For me it was a great compromise. DH was adamant about not doing a homebirth, I wanted the homebirth.
The ABC was in a hospital about 5 minutes away. I made sure I educated myself on all my rights. I wrote out what I wanted done and what I did not want done. I had two friends in attendance besides my DH. I had one fantastic nurse. I still see her blue eyes staring into mine to help me breath through a contraction. Her name was Jennifer.
All in all I had a good birthing experience. I still wish I could have had an in home delivery, preferably an underwater one.

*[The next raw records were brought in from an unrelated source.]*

//! Benchmarks for the flow solver.

use std::num::NonZero;
use std::sync::atomic::AtomicBool;

use criterion::{black_box, criterion_group, criterion_main, Criterion};

use flowwalk::{Location, Puzzle, PuzzleBuilder, SearchOptions, Solver};

fn classic_five() -> Puzzle {
    // flow free classic pack level 1
    PuzzleBuilder::with_dims((NonZero::new(5).unwrap(), NonZero::new(5).unwrap()))
        .add_termini('A', (Location(0, 0), Location(1, 4)))
        .add_termini('B', (Location(2, 0), Location(1, 3)))
        .add_termini('C', (Location(2, 1), Location(2, 4)))
        .add_termini('D', (Location(4, 0), Location(3, 3)))
        .add_termini('E', (Location(4, 1), Location(3, 4)))
        .build()
        .unwrap()
}

fn four_by_four() -> Puzzle {
    PuzzleBuilder::with_dims((NonZero::new(4).unwrap(), NonZero::new(4).unwrap()))
        .add_termini('A', (Location(0, 0), Location(3, 3)))
        .add_termini('B', (Location(0, 1), Location(0, 3)))
        .add_termini('C', (Location(0, 2), Location(1, 2)))
        .build()
        .unwrap()
}

/// Benchmark solving a puzzle that propagation alone finishes.
fn bench_solve_classic(c: &mut Criterion) {
    let puzzle = classic_five();
    let cancel = AtomicBool::new(false);

    c.bench_function("solve_classic_5x5", |b| {
        b.iter(|| black_box(&puzzle).solve(&cancel))
    });
}

/// Benchmark the same search with and without pruning.
fn bench_pruning(c: &mut Criterion) {
    let puzzle = four_by_four();
    let cancel = AtomicBool::new(false);

    let mut group = c.benchmark_group("pruning");
    group.bench_function("default", |b| {
        b.iter(|| Solver::from(black_box(&puzzle)).solve(&cancel))
    });
    group.bench_function("exhaustive", |b| {
        b.iter(|| Solver::from(black_box(&puzzle)).with_options(SearchOptions::exhaustive()).solve(&cancel))
    });
    group.finish();
}

/// Benchmark checking a finished solution.
fn bench_validate(c: &mut Criterion) {
    let puzzle = classic_five();
    let solution = puzzle.solve(&AtomicBool::new(false)).unwrap();

    c.bench_function("validate_classic_5x5", |b| {
        b.iter(|| black_box(&solution).validate(&puzzle))
    });
}

criterion_group!(benches, bench_solve_classic, bench_pruning, bench_validate);
criterion_main!(benches);
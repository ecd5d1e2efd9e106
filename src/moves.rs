use itertools::Itertools;

use crate::location::Location;
use crate::shape::SquareStep;
use crate::solution::{ColourId, Solution};
use crate::topology::Topology;
use crate::walls::Walls;

/// A single-cell extension of one end of a colour's path.
#[derive(Clone, Copy, Debug, Eq, Hash, PartialEq)]
pub(crate) struct Move {
    pub(crate) next: Location,
    pub(crate) previous: Location,
    pub(crate) step: SquareStep,
}

/// The two growing ends of one colour's path.
///
/// `head` is whichever end moved last; `end` is the one it is heading towards.
#[derive(Clone, Copy, Debug, Eq, PartialEq)]
pub(crate) struct ColourState {
    pub(crate) colour: ColourId,
    pub(crate) complete: bool,
    pub(crate) head: Location,
    pub(crate) end: Location,
}

impl ColourState {
    pub(crate) fn new(topology: &Topology, colour: ColourId, (start, end): (Location, Location)) -> Self {
        Self {
            colour,
            // termini placed side by side are already connected
            complete: start == end || topology.is_adjacent(start, end),
            head: start,
            end,
        }
    }

    fn is_end(&self, location: Location) -> bool {
        self.head == location || self.end == location
    }
}

/// Candidate moves out of one end of one colour.
#[derive(Clone, Debug, Eq, PartialEq)]
pub(crate) struct ColourMoves {
    pub(crate) colour: ColourId,
    pub(crate) moves: Vec<Move>,
}

/// `true` if `location` touches a cell of `colour` other than `previous` and `end`.
fn has_same_colour_neighbour(
    topology: &Topology,
    solution: &Solution,
    location: Location,
    previous: Location,
    end: Location,
    colour: ColourId,
) -> bool {
    topology.neighbours(location).into_iter()
        .any(|(neighbour, _)| neighbour != previous && neighbour != end && solution.has_colour(neighbour, colour))
}

/// Legal one-step extensions from `head`, the end of `colour` that is not `end`.
///
/// A move may not enter an occupied cell, and may not enter a cell touching the colour's own path anywhere but at
/// `head` or `end`; such a cell would let the path short-circuit itself.
pub(crate) fn possible_moves(
    topology: &Topology,
    solution: &Solution,
    colour: ColourId,
    head: Location,
    end: Location,
) -> Vec<Move> {
    topology.neighbours(head).into_iter()
        .filter(|(neighbour, _)| !solution.contains(*neighbour))
        .filter(|(neighbour, _)| !has_same_colour_neighbour(topology, solution, *neighbour, head, end, colour))
        .map(|(next, step)| Move { next, previous: head, step })
        .collect_vec()
}

/// Moves out of both ends of every incomplete colour, head first.
pub(crate) fn all_possible_moves(topology: &Topology, solution: &Solution, colours: &[ColourState]) -> Vec<ColourMoves> {
    colours.iter()
        .filter(|state| !state.complete)
        .flat_map(|state| [
            ColourMoves { colour: state.colour, moves: possible_moves(topology, solution, state.colour, state.head, state.end) },
            ColourMoves { colour: state.colour, moves: possible_moves(topology, solution, state.colour, state.end, state.head) },
        ])
        .collect_vec()
}

/// `true` if `mv` steps into a cell walled straight ahead and on exactly one side: a right-angle corner with only one way on.
pub(crate) fn enters_corner(topology: &Topology, mv: &Move) -> bool {
    let Some(walls) = topology.walls_at(mv.next) else {
        return false;
    };
    if !walls.contains(mv.step.wall()) {
        return false;
    }

    let (a, b) = match mv.step {
        SquareStep::Up | SquareStep::Down => (Walls::LEFT, Walls::RIGHT),
        SquareStep::Left | SquareStep::Right => (Walls::UP, Walls::DOWN),
    };
    walls.contains(a) ^ walls.contains(b)
}

/// Among ends with a choice of moves, the first move of each that enters a corner.
pub(crate) fn corner_moves(topology: &Topology, colour_moves: &[ColourMoves]) -> Vec<(ColourId, Move)> {
    colour_moves.iter()
        .filter(|entry| entry.moves.len() > 1)
        .filter_map(|entry| entry.moves.iter()
            .find(|mv| enters_corner(topology, mv))
            .map(|mv| (entry.colour, *mv)))
        .collect_vec()
}

/// Extend `colour` by `mv`: the moved end becomes the head, the untouched end the target,
/// and the colour is complete once the new head reaches or touches the target.
pub(crate) fn make_move(
    topology: &Topology,
    solution: &mut Solution,
    colours: &mut [ColourState],
    colour: ColourId,
    mv: &Move,
) {
    solution.add(colour, mv.next);
    let state = &mut colours[colour];
    let other_end = if mv.previous == state.head { state.end } else { state.head };
    *state = ColourState {
        colour,
        complete: mv.next == other_end || topology.is_adjacent(mv.next, other_end),
        head: mv.next,
        end: other_end,
    };
}

/// `true` if `mv`, computed earlier in a propagation pass, can still be made after the moves applied since.
pub(crate) fn is_still_legal(solution: &Solution, colours: &[ColourState], colour: ColourId, mv: &Move) -> bool {
    let state = &colours[colour];
    !state.complete && state.is_end(mv.previous) && !solution.contains(mv.next)
}

#[cfg(test)]
mod tests {
    use std::num::NonZero;

    use super::*;

    fn walled_grid(width: usize, height: usize) -> Topology {
        let mut topology = Topology::new((NonZero::new(width).unwrap(), NonZero::new(height).unwrap()));
        for x in 0..width {
            for y in 0..height {
                let mut walls = Walls::NONE;
                if x == 0 { walls |= Walls::LEFT; }
                if y == 0 { walls |= Walls::UP; }
                if x == width - 1 { walls |= Walls::RIGHT; }
                if y == height - 1 { walls |= Walls::DOWN; }
                topology.insert(Location(x, y), walls);
            }
        }
        topology
    }

    #[test]
    fn moves_avoid_occupied_cells_and_self_contact() {
        let topology = walled_grid(3, 3);
        let mut solution = Solution::new(2);
        solution.add(0, Location(0, 0));
        solution.add(0, Location(2, 0));
        solution.add(0, Location(0, 1));
        solution.add(1, Location(1, 1));

        // head (0,1) came from (0,0); (0,2) is free and touches nothing of colour 0
        let moves = possible_moves(&topology, &solution, 0, Location(0, 1), Location(2, 0));
        assert_eq!(moves, vec![Move { next: Location(0, 2), previous: Location(0, 1), step: SquareStep::Down }]);

        // growing from (2,0) towards (0,1), (1,0) would touch (0,0), which is path but not an end
        let moves = possible_moves(&topology, &solution, 0, Location(2, 0), Location(0, 1));
        assert_eq!(moves.iter().map(|mv| mv.next).collect_vec(), vec![Location(2, 1)]);
    }

    #[test]
    fn moves_never_touch_own_body() {
        let topology = walled_grid(3, 3);
        let mut solution = Solution::new(1);
        for location in [Location(0, 0), Location(1, 0), Location(1, 1), Location(2, 2)] {
            solution.add(0, location);
        }

        // (0,1) touches (0,0), which is neither the head nor the target
        let moves = possible_moves(&topology, &solution, 0, Location(1, 1), Location(2, 2));
        assert_eq!(moves.iter().map(|mv| mv.next).collect_vec(), vec![Location(2, 1), Location(1, 2)]);
    }

    #[test]
    fn corners_need_a_wall_ahead_and_one_aside() {
        let topology = walled_grid(3, 3);
        let into_corner = Move { next: Location(2, 0), previous: Location(1, 0), step: SquareStep::Right };
        let into_edge = Move { next: Location(1, 0), previous: Location(1, 1), step: SquareStep::Up };
        let open = Move { next: Location(1, 1), previous: Location(0, 1), step: SquareStep::Right };
        assert!(enters_corner(&topology, &into_corner));
        assert!(!enters_corner(&topology, &into_edge));
        assert!(!enters_corner(&topology, &open));
    }

    #[test]
    fn make_move_swaps_ends_and_completes() {
        let topology = walled_grid(4, 1);
        let mut solution = Solution::new(1);
        solution.add(0, Location(0, 0));
        solution.add(0, Location(3, 0));
        let mut colours = vec![ColourState::new(&topology, 0, (Location(0, 0), Location(3, 0)))];
        assert!(!colours[0].complete);

        let mv = Move { next: Location(2, 0), previous: Location(3, 0), step: SquareStep::Left };
        make_move(&topology, &mut solution, &mut colours, 0, &mv);
        assert_eq!(colours[0], ColourState { colour: 0, complete: false, head: Location(2, 0), end: Location(0, 0) });

        let mv = Move { next: Location(1, 0), previous: Location(2, 0), step: SquareStep::Left };
        assert!(is_still_legal(&solution, &colours, 0, &mv));
        make_move(&topology, &mut solution, &mut colours, 0, &mv);
        assert!(colours[0].complete);
        assert!(!is_still_legal(&solution, &colours, 0, &mv));
        assert_eq!(solution.cells_of(0).map(|cells| cells.len()), Some(4));
    }

    #[test]
    fn adjacent_termini_start_complete() {
        let topology = walled_grid(2, 1);
        assert!(ColourState::new(&topology, 0, (Location(0, 0), Location(1, 0))).complete);
        let mut walled = walled_grid(2, 1);
        walled.insert(Location(0, 0), Walls::LEFT | Walls::UP | Walls::DOWN | Walls::RIGHT);
        assert!(!ColourState::new(&walled, 0, (Location(0, 0), Location(1, 0))).complete);
    }
}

The ABC had nice cheery rooms papered with pink flowered wallpaper, with queen sized hospital beds, so the dad could stay with the mom. All the medical stuff was tucked out of sight. They had livingroom style lights, so the bright hospital light was used only if neccessary. No bright lights on the baby as she came out!! They only turned that one on after DD was born to check me.

On the other hand, if anything had gone wrong, the medical stuff was there.

I went home the same day DD was born. As was my choice.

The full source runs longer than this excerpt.